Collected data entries
-- -- --
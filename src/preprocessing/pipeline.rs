//! The two fixed sub-pipelines of the column preprocessor.
//!
//! - [`NumericPipeline`]: impute missing values by median, then standardize.
//! - [`CategoricalPipeline`]: impute missing values by most frequent value,
//!   one-hot encode, then standardize by scale only (centering one-hot
//!   indicators would densify them into negative values).

use crate::error::TransformError;
use crate::frame::{CategoryFrame, NumericFrame};
use crate::preprocessing::encoding::{
    FittedOneHotEncoder, HandleUnknown, OneHotEncoder, OneHotEncoderParams,
};
use crate::preprocessing::imputation::{
    CategoryImputer, CategoryImputerParams, FittedCategoryImputer, FittedNumericImputer,
    NumericImputer, NumericImputerParams,
};
use crate::preprocessing::scaling::{FittedStandardScaler, StandardScaler, StandardScalerParams};
use crate::preprocessing::traits::{FittedTransformer, Transformer};
use serde::{Deserialize, Serialize};

/// Serializable parameters for a fitted NumericPipeline.
#[derive(Clone, Serialize, Deserialize)]
pub struct NumericPipelineParams {
    /// Imputer stage parameters.
    pub imputer: NumericImputerParams,
    /// Scaler stage parameters.
    pub scaler: StandardScalerParams,
}

/// Numeric sub-pipeline (unfitted): median imputation followed by
/// standardization.
#[derive(Clone, Default)]
pub struct NumericPipeline {
    imputer: NumericImputer,
    scaler: StandardScaler,
}

impl NumericPipeline {
    /// Create the default pipeline: median imputation, full standardization.
    pub fn new() -> Self {
        Self::default()
    }

    /// Replace the imputer stage.
    pub fn with_imputer(mut self, imputer: NumericImputer) -> Self {
        self.imputer = imputer;
        self
    }

    /// Replace the scaler stage.
    pub fn with_scaler(mut self, scaler: StandardScaler) -> Self {
        self.scaler = scaler;
        self
    }
}

impl Transformer for NumericPipeline {
    type Input = NumericFrame;
    type Output = NumericFrame;
    type Params = NumericPipelineParams;
    type Fitted = FittedNumericPipeline;

    fn fit(&self, data: &Self::Input) -> Result<Self::Fitted, TransformError> {
        let imputer = self.imputer.fit(data)?;
        let imputed = imputer.transform(data)?;
        let scaler = self.scaler.fit(&imputed)?;
        Ok(FittedNumericPipeline { imputer, scaler })
    }

    fn fit_transform(&self, data: &Self::Input) -> Result<Self::Output, TransformError> {
        let fitted = self.fit(data)?;
        fitted.transform(data)
    }
}

/// Fitted numeric sub-pipeline.
#[derive(Clone)]
pub struct FittedNumericPipeline {
    imputer: FittedNumericImputer,
    scaler: FittedStandardScaler,
}

impl FittedNumericPipeline {
    /// Get the fitted imputer stage.
    pub fn imputer(&self) -> &FittedNumericImputer {
        &self.imputer
    }

    /// Get the fitted scaler stage.
    pub fn scaler(&self) -> &FittedStandardScaler {
        &self.scaler
    }

    /// The output column names (same as the input for this pipeline).
    pub fn output_columns(&self) -> &[String] {
        self.scaler.input_columns()
    }
}

impl FittedTransformer for FittedNumericPipeline {
    type Input = NumericFrame;
    type Output = NumericFrame;
    type Params = NumericPipelineParams;

    fn transform(&self, data: &Self::Input) -> Result<Self::Output, TransformError> {
        let imputed = self.imputer.transform(data)?;
        self.scaler.transform(&imputed)
    }

    fn extract_params(&self) -> Self::Params {
        NumericPipelineParams {
            imputer: self.imputer.extract_params(),
            scaler: self.scaler.extract_params(),
        }
    }

    fn from_params(params: Self::Params) -> Result<Self, TransformError> {
        Ok(Self {
            imputer: FittedNumericImputer::from_params(params.imputer)?,
            scaler: FittedStandardScaler::from_params(params.scaler)?,
        })
    }

    fn input_columns(&self) -> &[String] {
        self.imputer.input_columns()
    }
}

/// Serializable parameters for a fitted CategoricalPipeline.
#[derive(Clone, Serialize, Deserialize)]
pub struct CategoricalPipelineParams {
    /// Imputer stage parameters.
    pub imputer: CategoryImputerParams,
    /// Encoder stage parameters.
    pub encoder: OneHotEncoderParams,
    /// Scaler stage parameters.
    pub scaler: StandardScalerParams,
}

/// Categorical sub-pipeline (unfitted): most-frequent imputation, one-hot
/// encoding, then scale-only standardization.
#[derive(Clone)]
pub struct CategoricalPipeline {
    imputer: CategoryImputer,
    encoder: OneHotEncoder,
    scaler: StandardScaler,
}

impl Default for CategoricalPipeline {
    fn default() -> Self {
        Self {
            imputer: CategoryImputer::new(),
            encoder: OneHotEncoder::new(),
            scaler: StandardScaler::new().with_mean(false),
        }
    }
}

impl CategoricalPipeline {
    /// Create the default pipeline: most-frequent imputation, one-hot
    /// encoding, scale without centering.
    pub fn new() -> Self {
        Self::default()
    }

    /// Set how the encoder handles categories unseen at fit time.
    pub fn with_handle_unknown(mut self, strategy: HandleUnknown) -> Self {
        self.encoder = self.encoder.with_handle_unknown(strategy);
        self
    }
}

impl Transformer for CategoricalPipeline {
    type Input = CategoryFrame;
    type Output = NumericFrame;
    type Params = CategoricalPipelineParams;
    type Fitted = FittedCategoricalPipeline;

    fn fit(&self, data: &Self::Input) -> Result<Self::Fitted, TransformError> {
        let imputer = self.imputer.fit(data)?;
        let imputed = imputer.transform(data)?;
        let encoder = self.encoder.fit(&imputed)?;
        let encoded = encoder.transform(&imputed)?;
        let scaler = self.scaler.fit(&encoded)?;
        Ok(FittedCategoricalPipeline {
            imputer,
            encoder,
            scaler,
        })
    }

    fn fit_transform(&self, data: &Self::Input) -> Result<Self::Output, TransformError> {
        let fitted = self.fit(data)?;
        fitted.transform(data)
    }
}

/// Fitted categorical sub-pipeline.
#[derive(Clone)]
pub struct FittedCategoricalPipeline {
    imputer: FittedCategoryImputer,
    encoder: FittedOneHotEncoder,
    scaler: FittedStandardScaler,
}

impl FittedCategoricalPipeline {
    /// Get the fitted imputer stage.
    pub fn imputer(&self) -> &FittedCategoryImputer {
        &self.imputer
    }

    /// Get the fitted encoder stage.
    pub fn encoder(&self) -> &FittedOneHotEncoder {
        &self.encoder
    }

    /// Get the fitted scaler stage.
    pub fn scaler(&self) -> &FittedStandardScaler {
        &self.scaler
    }

    /// The generated indicator column names.
    pub fn output_columns(&self) -> &[String] {
        self.encoder.output_columns()
    }

    /// The number of output features (total vocabulary size).
    pub fn n_features_out(&self) -> usize {
        self.encoder.n_features_out()
    }
}

impl FittedTransformer for FittedCategoricalPipeline {
    type Input = CategoryFrame;
    type Output = NumericFrame;
    type Params = CategoricalPipelineParams;

    fn transform(&self, data: &Self::Input) -> Result<Self::Output, TransformError> {
        let imputed = self.imputer.transform(data)?;
        let encoded = self.encoder.transform(&imputed)?;
        self.scaler.transform(&encoded)
    }

    fn extract_params(&self) -> Self::Params {
        CategoricalPipelineParams {
            imputer: self.imputer.extract_params(),
            encoder: self.encoder.extract_params(),
            scaler: self.scaler.extract_params(),
        }
    }

    fn from_params(params: Self::Params) -> Result<Self, TransformError> {
        Ok(Self {
            imputer: FittedCategoryImputer::from_params(params.imputer)?,
            encoder: FittedOneHotEncoder::from_params(params.encoder)?,
            scaler: FittedStandardScaler::from_params(params.scaler)?,
        })
    }

    fn input_columns(&self) -> &[String] {
        self.imputer.input_columns()
    }
}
-- -- --
> [Problem to solve] Each record needs to be copied out again, letter for letter.

> [Exercise solution]
filename src/preprocessing/pipeline.rs
//! The two fixed sub-pipelines of the column preprocessor.
//!
//! - [`NumericPipeline`]: impute missing values by median, then standardize.
//! - [`CategoricalPipeline`]: impute missing values by most frequent value,
//!   one-hot encode, then standardize by scale only (centering one-hot
//!   indicators would densify them into negative values).

use crate::error::TransformError;
use crate::frame::{CategoryFrame, NumericFrame};
use crate::preprocessing::encoding::{
    FittedOneHotEncoder, HandleUnknown, OneHotEncoder, OneHotEncoderParams,
};
use crate::preprocessing::imputation::{
    CategoryImputer, CategoryImputerParams, FittedCategoryImputer, FittedNumericImputer,
    NumericImputer, NumericImputerParams,
};
use crate::preprocessing::scaling::{FittedStandardScaler, StandardScaler, StandardScalerParams};
use crate::preprocessing::traits::{FittedTransformer, Transformer};
use serde::{Deserialize, Serialize};

/// Serializable parameters for a fitted NumericPipeline.
#[derive(Clone, Serialize, Deserialize)]
pub struct NumericPipelineParams {
    /// Imputer stage parameters.
    pub imputer: NumericImputerParams,
    /// Scaler stage parameters.
    pub scaler: StandardScalerParams,
}

/// Numeric sub-pipeline (unfitted): median imputation followed by
/// standardization.
#[derive(Clone, Default)]
pub struct NumericPipeline {
    imputer: NumericImputer,
    scaler: StandardScaler,
}

impl NumericPipeline {
    /// Create the default pipeline: median imputation, full standardization.
    pub fn new() -> Self {
        Self::default()
    }

    /// Replace the imputer stage.
    pub fn with_imputer(mut self, imputer: NumericImputer) -> Self {
        self.imputer = imputer;
        self
    }

    /// Replace the scaler stage.
    pub fn with_scaler(mut self, scaler: StandardScaler) -> Self {
        self.scaler = scaler;
        self
    }
}

impl Transformer for NumericPipeline {
    type Input = NumericFrame;
    type Output = NumericFrame;
    type Params = NumericPipelineParams;
    type Fitted = FittedNumericPipeline;

    fn fit(&self, data: &Self::Input) -> Result<Self::Fitted, TransformError> {
        let imputer = self.imputer.fit(data)?;
        let imputed = imputer.transform(data)?;
        let scaler = self.scaler.fit(&imputed)?;
        Ok(FittedNumericPipeline { imputer, scaler })
    }

    fn fit_transform(&self, data: &Self::Input) -> Result<Self::Output, TransformError> {
        let fitted = self.fit(data)?;
        fitted.transform(data)
    }
}

/// Fitted numeric sub-pipeline.
#[derive(Clone)]
pub struct FittedNumericPipeline {
    imputer: FittedNumericImputer,
    scaler: FittedStandardScaler,
}

impl FittedNumericPipeline {
    /// Get the fitted imputer stage.
    pub fn imputer(&self) -> &FittedNumericImputer {
        &self.imputer
    }

    /// Get the fitted scaler stage.
    pub fn scaler(&self) -> &FittedStandardScaler {
        &self.scaler
    }

    /// The output column names (same as the input for this pipeline).
    pub fn output_columns(&self) -> &[String] {
        self.scaler.input_columns()
    }
}

impl FittedTransformer for FittedNumericPipeline {
    type Input = NumericFrame;
    type Output = NumericFrame;
    type Params = NumericPipelineParams;

    fn transform(&self, data: &Self::Input) -> Result<Self::Output, TransformError> {
        let imputed = self.imputer.transform(data)?;
        self.scaler.transform(&imputed)
    }

    fn extract_params(&self) -> Self::Params {
        NumericPipelineParams {
            imputer: self.imputer.extract_params(),
            scaler: self.scaler.extract_params(),
        }
    }

    fn from_params(params: Self::Params) -> Result<Self, TransformError> {
        Ok(Self {
            imputer: FittedNumericImputer::from_params(params.imputer)?,
            scaler: FittedStandardScaler::from_params(params.scaler)?,
        })
    }

    fn input_columns(&self) -> &[String] {
        self.imputer.input_columns()
    }
}

/// Serializable parameters for a fitted CategoricalPipeline.
#[derive(Clone, Serialize, Deserialize)]
pub struct CategoricalPipelineParams {
    /// Imputer stage parameters.
    pub imputer: CategoryImputerParams,
    /// Encoder stage parameters.
    pub encoder: OneHotEncoderParams,
    /// Scaler stage parameters.
    pub scaler: StandardScalerParams,
}

/// Categorical sub-pipeline (unfitted): most-frequent imputation, one-hot
/// encoding, then scale-only standardization.
#[derive(Clone)]
pub struct CategoricalPipeline {
    imputer: CategoryImputer,
    encoder: OneHotEncoder,
    scaler: StandardScaler,
}

impl Default for CategoricalPipeline {
    fn default() -> Self {
        Self {
            imputer: CategoryImputer::new(),
            encoder: OneHotEncoder::new(),
            scaler: StandardScaler::new().with_mean(false),
        }
    }
}

impl CategoricalPipeline {
    /// Create the default pipeline: most-frequent imputation, one-hot
    /// encoding, scale without centering.
    pub fn new() -> Self {
        Self::default()
    }

    /// Set how the encoder handles categories unseen at fit time.
    pub fn with_handle_unknown(mut self, strategy: HandleUnknown) -> Self {
        self.encoder = self.encoder.with_handle_unknown(strategy);
        self
    }
}

impl Transformer for CategoricalPipeline {
    type Input = CategoryFrame;
    type Output = NumericFrame;
    type Params = CategoricalPipelineParams;
    type Fitted = FittedCategoricalPipeline;

    fn fit(&self, data: &Self::Input) -> Result<Self::Fitted, TransformError> {
        let imputer = self.imputer.fit(data)?;
        let imputed = imputer.transform(data)?;
        let encoder = self.encoder.fit(&imputed)?;
        let encoded = encoder.transform(&imputed)?;
        let scaler = self.scaler.fit(&encoded)?;
        Ok(FittedCategoricalPipeline {
            imputer,
            encoder,
            scaler,
        })
    }

    fn fit_transform(&self, data: &Self::Input) -> Result<Self::Output, TransformError> {
        let fitted = self.fit(data)?;
        fitted.transform(data)
    }
}

/// Fitted categorical sub-pipeline.
#[derive(Clone)]
pub struct FittedCategoricalPipeline {
    imputer: FittedCategoryImputer,
    encoder: FittedOneHotEncoder,
    scaler: FittedStandardScaler,
}

impl FittedCategoricalPipeline {
    /// Get the fitted imputer stage.
    pub fn imputer(&self) -> &FittedCategoryImputer {
        &self.imputer
    }

    /// Get the fitted encoder stage.
    pub fn encoder(&self) -> &FittedOneHotEncoder {
        &self.encoder
    }

    /// Get the fitted scaler stage.
    pub fn scaler(&self) -> &FittedStandardScaler {
        &self.scaler
    }

    /// The generated indicator column names.
    pub fn output_columns(&self) -> &[String] {
        self.encoder.output_columns()
    }

    /// The number of output features (total vocabulary size).
    pub fn n_features_out(&self) -> usize {
        self.encoder.n_features_out()
    }
}

impl FittedTransformer for FittedCategoricalPipeline {
    type Input = CategoryFrame;
    type Output = NumericFrame;
    type Params = CategoricalPipelineParams;

    fn transform(&self, data: &Self::Input) -> Result<Self::Output, TransformError> {
        let imputed = self.imputer.transform(data)?;
        let encoded = self.encoder.transform(&imputed)?;
        self.scaler.transform(&encoded)
    }

    fn extract_params(&self) -> Self::Params {
        CategoricalPipelineParams {
            imputer: self.imputer.extract_params(),
            encoder: self.encoder.extract_params(),
            scaler: self.scaler.extract_params(),
        }
    }

    fn from_params(params: Self::Params) -> Result<Self, TransformError> {
        Ok(Self {
            imputer: FittedCategoryImputer::from_params(params.imputer)?,
            encoder: FittedOneHotEncoder::from_params(params.encoder)?,
            scaler: FittedStandardScaler::from_params(params.scaler)?,
        })
    }

    fn input_columns(&self) -> &[String] {
        self.imputer.input_columns()
    }
}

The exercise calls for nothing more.